Stored items
//! Text verification: mapping an LLM-extracted NPC candidate to the scenes
//! that actually mention it (§4.2).
//!
//! A case-insensitive proper-noun scan for the candidate's full name
//! (falling back to its last "word" as a surname heuristic), dialogue
//! detection via a quoted span within 15 words of a name occurrence or a
//! dialogue-tag regex, and action detection via a small action-verb lexicon
//! occurring after the name within the same sentence.

use once_cell::sync::Lazy;
use regex::Regex;
use weave_core::{SceneId, SceneSequence};

/// One verified (candidate, scene) pairing, ready to become an `NPCMention`.
#[derive(Debug, Clone, PartialEq)]
pub struct VerifiedMention {
    pub scene_id: SceneId,
    pub sequence: SceneSequence,
    pub name_form_used: String,
    pub mention_count: u32,
    pub has_dialogue: bool,
    pub has_actions: bool,
    /// Up to 3 short excerpts around a name occurrence.
    pub context_snippets: Vec<String>,
}

static DIALOGUE_TAG: Lazy<Regex> = Lazy::new(|| {
    Regex::new(r"(?i)\b(said|replied|asked|whispered|shouted|muttered|answered)\b").unwrap()
});

static QUOTED_SPAN: Lazy<Regex> = Lazy::new(|| Regex::new(r#"["“][^"”]{1,400}["”]"#).unwrap());

const ACTION_VERBS: &[&str] = &[
    "walked", "ran", "grabbed", "drew", "struck", "turned", "reached", "stepped", "nodded",
    "pulled", "pushed", "threw", "raised", "lowered", "gestured", "pointed", "moved", "leaned",
    "crouched", "knelt", "stood", "sat", "stared", "glanced", "smiled", "frowned",
];

fn name_form_regex(name_form: &str) -> Option<Regex> {
    let escaped = regex::escape(name_form);
    Regex::new(&format!(r"(?i)\b{escaped}\b")).ok()
}

/// Walks `idx` down to the nearest char boundary at or before it, so a
/// byte-offset window (e.g. `match.start() - N`) never lands mid-codepoint.
fn floor_char_boundary(text: &str, mut idx: usize) -> usize {
    if idx >= text.len() {
        return text.len();
    }
    while idx > 0 && !text.is_char_boundary(idx) {
        idx -= 1;
    }
    idx
}

/// Walks `idx` up to the nearest char boundary at or after it, clamped to
/// `text.len()`.
fn ceil_char_boundary(text: &str, mut idx: usize) -> usize {
    if idx >= text.len() {
        return text.len();
    }
    while idx < text.len() && !text.is_char_boundary(idx) {
        idx += 1;
    }
    idx
}

/// Attempts to verify a candidate name's presence in one scene's text. `None`
/// if the name (full or surname) never occurs.
pub fn verify_candidate_in_scene(
    candidate_name: &str,
    scene_text: &str,
    scene_id: SceneId,
    sequence: SceneSequence,
) -> Option<VerifiedMention> {
    let full_re = name_form_regex(candidate_name)?;
    let (name_form_used, re) = if full_re.is_match(scene_text) {
        (candidate_name.to_string(), full_re)
    } else {
        let surname = candidate_name.split_whitespace().last()?;
        if surname.eq_ignore_ascii_case(candidate_name) {
            return None;
        }
        let surname_re = name_form_regex(surname)?;
        if surname_re.is_match(scene_text) {
            (surname.to_string(), surname_re)
        } else {
            return None;
        }
    };

    let occurrences: Vec<_> = re.find_iter(scene_text).collect();
    if occurrences.is_empty() {
        return None;
    }
    let mention_count = occurrences.len() as u32;

    let has_dialogue = occurrences.iter().any(|m| {
        let window_start = floor_char_boundary(scene_text, m.start().saturating_sub(120));
        let window_end = ceil_char_boundary(scene_text, (m.end() + 120).min(scene_text.len()));
        let window = &scene_text[window_start..window_end];
        QUOTED_SPAN.is_match(window) || DIALOGUE_TAG.is_match(window)
    });

    let has_actions = occurrences.iter().any(|m| {
        let sentence_end = scene_text[m.end()..]
            .find(['.', '!', '?'])
            .map(|idx| m.end() + idx)
            .unwrap_or(scene_text.len());
        let after = &scene_text[m.end()..sentence_end];
        let after_lower = after.to_lowercase();
        ACTION_VERBS.iter().any(|verb| after_lower.contains(verb))
    });

    let context_snippets = occurrences
        .iter()
        .take(3)
        .map(|m| {
            let start = floor_char_boundary(scene_text, m.start().saturating_sub(40));
            let end = ceil_char_boundary(scene_text, (m.end() + 40).min(scene_text.len()));
            scene_text[start..end].trim().to_string()
        })
        .collect();

    Some(VerifiedMention {
        scene_id,
        sequence,
        name_form_used,
        mention_count,
        has_dialogue,
        has_actions,
        context_snippets,
    })
}

#[cfg(test)]
mod tests {
    use super::*;

    #[test]
    fn verifies_full_name_occurrence() {
        let text = "Mira walked into the tavern. \"Welcome,\" Mira said, smiling.";
        let result =
            verify_candidate_in_scene("Mira", text, SceneId::new(1), SceneSequence::new(1)).unwrap();
        assert_eq!(result.mention_count, 2);
        assert!(result.has_dialogue);
        assert!(result.has_actions);
    }

    #[test]
    fn falls_back_to_surname_when_full_name_absent() {
        let text = "Sheriff Reynolds raised his hand and walked toward the door.";
        let result = verify_candidate_in_scene(
            "Sheriff Reynolds",
            text,
            SceneId::new(1),
            SceneSequence::new(1),
        )
        .unwrap();
        assert_eq!(result.name_form_used, "Sheriff Reynolds");
        assert!(result.has_actions);
    }

    #[test]
    fn returns_none_when_name_never_appears() {
        let text = "The tavern was quiet that night.";
        assert!(verify_candidate_in_scene("Mira", text, SceneId::new(1), SceneSequence::new(1)).is_none());
    }

    #[test]
    fn detects_dialogue_tag_without_quotes() {
        let text = "Gareth muttered something under his breath and left.";
        let result =
            verify_candidate_in_scene("Gareth", text, SceneId::new(1), SceneSequence::new(1)).unwrap();
        assert!(result.has_dialogue);
    }

    #[test]
    fn does_not_panic_on_multibyte_text_near_a_name_occurrence() {
        // Curly quotes and accented names are multi-byte in UTF-8; padding the
        // surrounding text with them pushes the ±40/±120 window edges to land
        // mid-codepoint unless they're clamped to a char boundary first.
        let padding: String = std::iter::repeat("café ").take(30).collect();
        let text = format!("{padding}“Zoë, wait—” Mira whispered, and Zoë turned around.");
        let result =
            verify_candidate_in_scene("Zoë", &text, SceneId::new(1), SceneSequence::new(1)).unwrap();
        assert_eq!(result.mention_count, 2);
        assert!(result.has_dialogue);
        assert!(!result.context_snippets.is_empty());
    }
}

/// One LLM-identified appearance of a non-roster character in one scene
/// (§3). Immutable after creation.
#[derive(Debug, Clone, PartialEq)]
pub struct NpcMention {
    pub scene_id: SceneId,
    pub character_name: String,
    pub sequence: SceneSequence,
    pub mention_count: u32,
    pub has_dialogue: bool,
    pub has_actions: bool,
    pub has_relationships: bool,
    pub context_snippets: Vec<String>,
    pub extracted_role: Option<String>,
    pub extracted_description: Option<String>,
}

impl NpcMention {
    pub fn from_verified(character_name: String, verified: &VerifiedMention, has_relationships: bool) -> Self {
        NpcMention {
            scene_id: verified.scene_id,
            character_name,
            sequence: verified.sequence,
            mention_count: verified.mention_count,
            has_dialogue: verified.has_dialogue,
            has_actions: verified.has_actions,
            has_relationships,
            context_snippets: verified.context_snippets.clone(),
            extracted_role: None,
            extracted_description: None,
        }
    }
}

PROBLEM STATEMENT: Retype the data. Every line must match the original exactly.

EXERCISE RESPONSE:
//! Text verification: mapping an LLM-extracted NPC candidate to the scenes
//! that actually mention it (§4.2).
//!
//! A case-insensitive proper-noun scan for the candidate's full name
//! (falling back to its last "word" as a surname heuristic), dialogue
//! detection via a quoted span within 15 words of a name occurrence or a
//! dialogue-tag regex, and action detection via a small action-verb lexicon
//! occurring after the name within the same sentence.

use once_cell::sync::Lazy;
use regex::Regex;
use weave_core::{SceneId, SceneSequence};

/// One verified (candidate, scene) pairing, ready to become an `NPCMention`.
#[derive(Debug, Clone, PartialEq)]
pub struct VerifiedMention {
    pub scene_id: SceneId,
    pub sequence: SceneSequence,
    pub name_form_used: String,
    pub mention_count: u32,
    pub has_dialogue: bool,
    pub has_actions: bool,
    /// Up to 3 short excerpts around a name occurrence.
    pub context_snippets: Vec<String>,
}

static DIALOGUE_TAG: Lazy<Regex> = Lazy::new(|| {
    Regex::new(r"(?i)\b(said|replied|asked|whispered|shouted|muttered|answered)\b").unwrap()
});

static QUOTED_SPAN: Lazy<Regex> = Lazy::new(|| Regex::new(r#"["“][^"”]{1,400}["”]"#).unwrap());

const ACTION_VERBS: &[&str] = &[
    "walked", "ran", "grabbed", "drew", "struck", "turned", "reached", "stepped", "nodded",
    "pulled", "pushed", "threw", "raised", "lowered", "gestured", "pointed", "moved", "leaned",
    "crouched", "knelt", "stood", "sat", "stared", "glanced", "smiled", "frowned",
];

fn name_form_regex(name_form: &str) -> Option<Regex> {
    let escaped = regex::escape(name_form);
    Regex::new(&format!(r"(?i)\b{escaped}\b")).ok()
}

/// Walks `idx` down to the nearest char boundary at or before it, so a
/// byte-offset window (e.g. `match.start() - N`) never lands mid-codepoint.
fn floor_char_boundary(text: &str, mut idx: usize) -> usize {
    if idx >= text.len() {
        return text.len();
    }
    while idx > 0 && !text.is_char_boundary(idx) {
        idx -= 1;
    }
    idx
}

/// Walks `idx` up to the nearest char boundary at or after it, clamped to
/// `text.len()`.
fn ceil_char_boundary(text: &str, mut idx: usize) -> usize {
    if idx >= text.len() {
        return text.len();
    }
    while idx < text.len() && !text.is_char_boundary(idx) {
        idx += 1;
    }
    idx
}

/// Attempts to verify a candidate name's presence in one scene's text. `None`
/// if the name (full or surname) never occurs.
pub fn verify_candidate_in_scene(
    candidate_name: &str,
    scene_text: &str,
    scene_id: SceneId,
    sequence: SceneSequence,
) -> Option<VerifiedMention> {
    let full_re = name_form_regex(candidate_name)?;
    let (name_form_used, re) = if full_re.is_match(scene_text) {
        (candidate_name.to_string(), full_re)
    } else {
        let surname = candidate_name.split_whitespace().last()?;
        if surname.eq_ignore_ascii_case(candidate_name) {
            return None;
        }
        let surname_re = name_form_regex(surname)?;
        if surname_re.is_match(scene_text) {
            (surname.to_string(), surname_re)
        } else {
            return None;
        }
    };

    let occurrences: Vec<_> = re.find_iter(scene_text).collect();
    if occurrences.is_empty() {
        return None;
    }
    let mention_count = occurrences.len() as u32;

    let has_dialogue = occurrences.iter().any(|m| {
        let window_start = floor_char_boundary(scene_text, m.start().saturating_sub(120));
        let window_end = ceil_char_boundary(scene_text, (m.end() + 120).min(scene_text.len()));
        let window = &scene_text[window_start..window_end];
        QUOTED_SPAN.is_match(window) || DIALOGUE_TAG.is_match(window)
    });

    let has_actions = occurrences.iter().any(|m| {
        let sentence_end = scene_text[m.end()..]
            .find(['.', '!', '?'])
            .map(|idx| m.end() + idx)
            .unwrap_or(scene_text.len());
        let after = &scene_text[m.end()..sentence_end];
        let after_lower = after.to_lowercase();
        ACTION_VERBS.iter().any(|verb| after_lower.contains(verb))
    });

    let context_snippets = occurrences
        .iter()
        .take(3)
        .map(|m| {
            let start = floor_char_boundary(scene_text, m.start().saturating_sub(40));
            let end = ceil_char_boundary(scene_text, (m.end() + 40).min(scene_text.len()));
            scene_text[start..end].trim().to_string()
        })
        .collect();

    Some(VerifiedMention {
        scene_id,
        sequence,
        name_form_used,
        mention_count,
        has_dialogue,
        has_actions,
        context_snippets,
    })
}

#[cfg(test)]
mod tests {
    use super::*;

    #[test]
    fn verifies_full_name_occurrence() {
        let text = "Mira walked into the tavern. \"Welcome,\" Mira said, smiling.";
        let result =
            verify_candidate_in_scene("Mira", text, SceneId::new(1), SceneSequence::new(1)).unwrap();
        assert_eq!(result.mention_count, 2);
        assert!(result.has_dialogue);
        assert!(result.has_actions);
    }

    #[test]
    fn falls_back_to_surname_when_full_name_absent() {
        let text = "Sheriff Reynolds raised his hand and walked toward the door.";
        let result = verify_candidate_in_scene(
            "Sheriff Reynolds",
            text,
            SceneId::new(1),
            SceneSequence::new(1),
        )
        .unwrap();
        assert_eq!(result.name_form_used, "Sheriff Reynolds");
        assert!(result.has_actions);
    }

    #[test]
    fn returns_none_when_name_never_appears() {
        let text = "The tavern was quiet that night.";
        assert!(verify_candidate_in_scene("Mira", text, SceneId::new(1), SceneSequence::new(1)).is_none());
    }

    #[test]
    fn detects_dialogue_tag_without_quotes() {
        let text = "Gareth muttered something under his breath and left.";
        let result =
            verify_candidate_in_scene("Gareth", text, SceneId::new(1), SceneSequence::new(1)).unwrap();
        assert!(result.has_dialogue);
    }

    #[test]
    fn does_not_panic_on_multibyte_text_near_a_name_occurrence() {
        // Curly quotes and accented names are multi-byte in UTF-8; padding the
        // surrounding text with them pushes the ±40/±120 window edges to land
        // mid-codepoint unless they're clamped to a char boundary first.
        let padding: String = std::iter::repeat("café ").take(30).collect();
        let text = format!("{padding}“Zoë, wait—” Mira whispered, and Zoë turned around.");
        let result =
            verify_candidate_in_scene("Zoë", &text, SceneId::new(1), SceneSequence::new(1)).unwrap();
        assert_eq!(result.mention_count, 2);
        assert!(result.has_dialogue);
        assert!(!result.context_snippets.is_empty());
    }
}

/// One LLM-identified appearance of a non-roster character in one scene
/// (§3). Immutable after creation.
#[derive(Debug, Clone, PartialEq)]
pub struct NpcMention {
    pub scene_id: SceneId,
    pub character_name: String,
    pub sequence: SceneSequence,
    pub mention_count: u32,
    pub has_dialogue: bool,
    pub has_actions: bool,
    pub has_relationships: bool,
    pub context_snippets: Vec<String>,
    pub extracted_role: Option<String>,
    pub extracted_description: Option<String>,
}

impl NpcMention {
    pub fn from_verified(character_name: String, verified: &VerifiedMention, has_relationships: bool) -> Self {
        NpcMention {
            scene_id: verified.scene_id,
            character_name,
            sequence: verified.sequence,
            mention_count: verified.mention_count,
            has_dialogue: verified.has_dialogue,
            has_actions: verified.has_actions,
            has_relationships,
            context_snippets: verified.context_snippets.clone(),
            extracted_role: None,
            extracted_description: None,
        }
    }
}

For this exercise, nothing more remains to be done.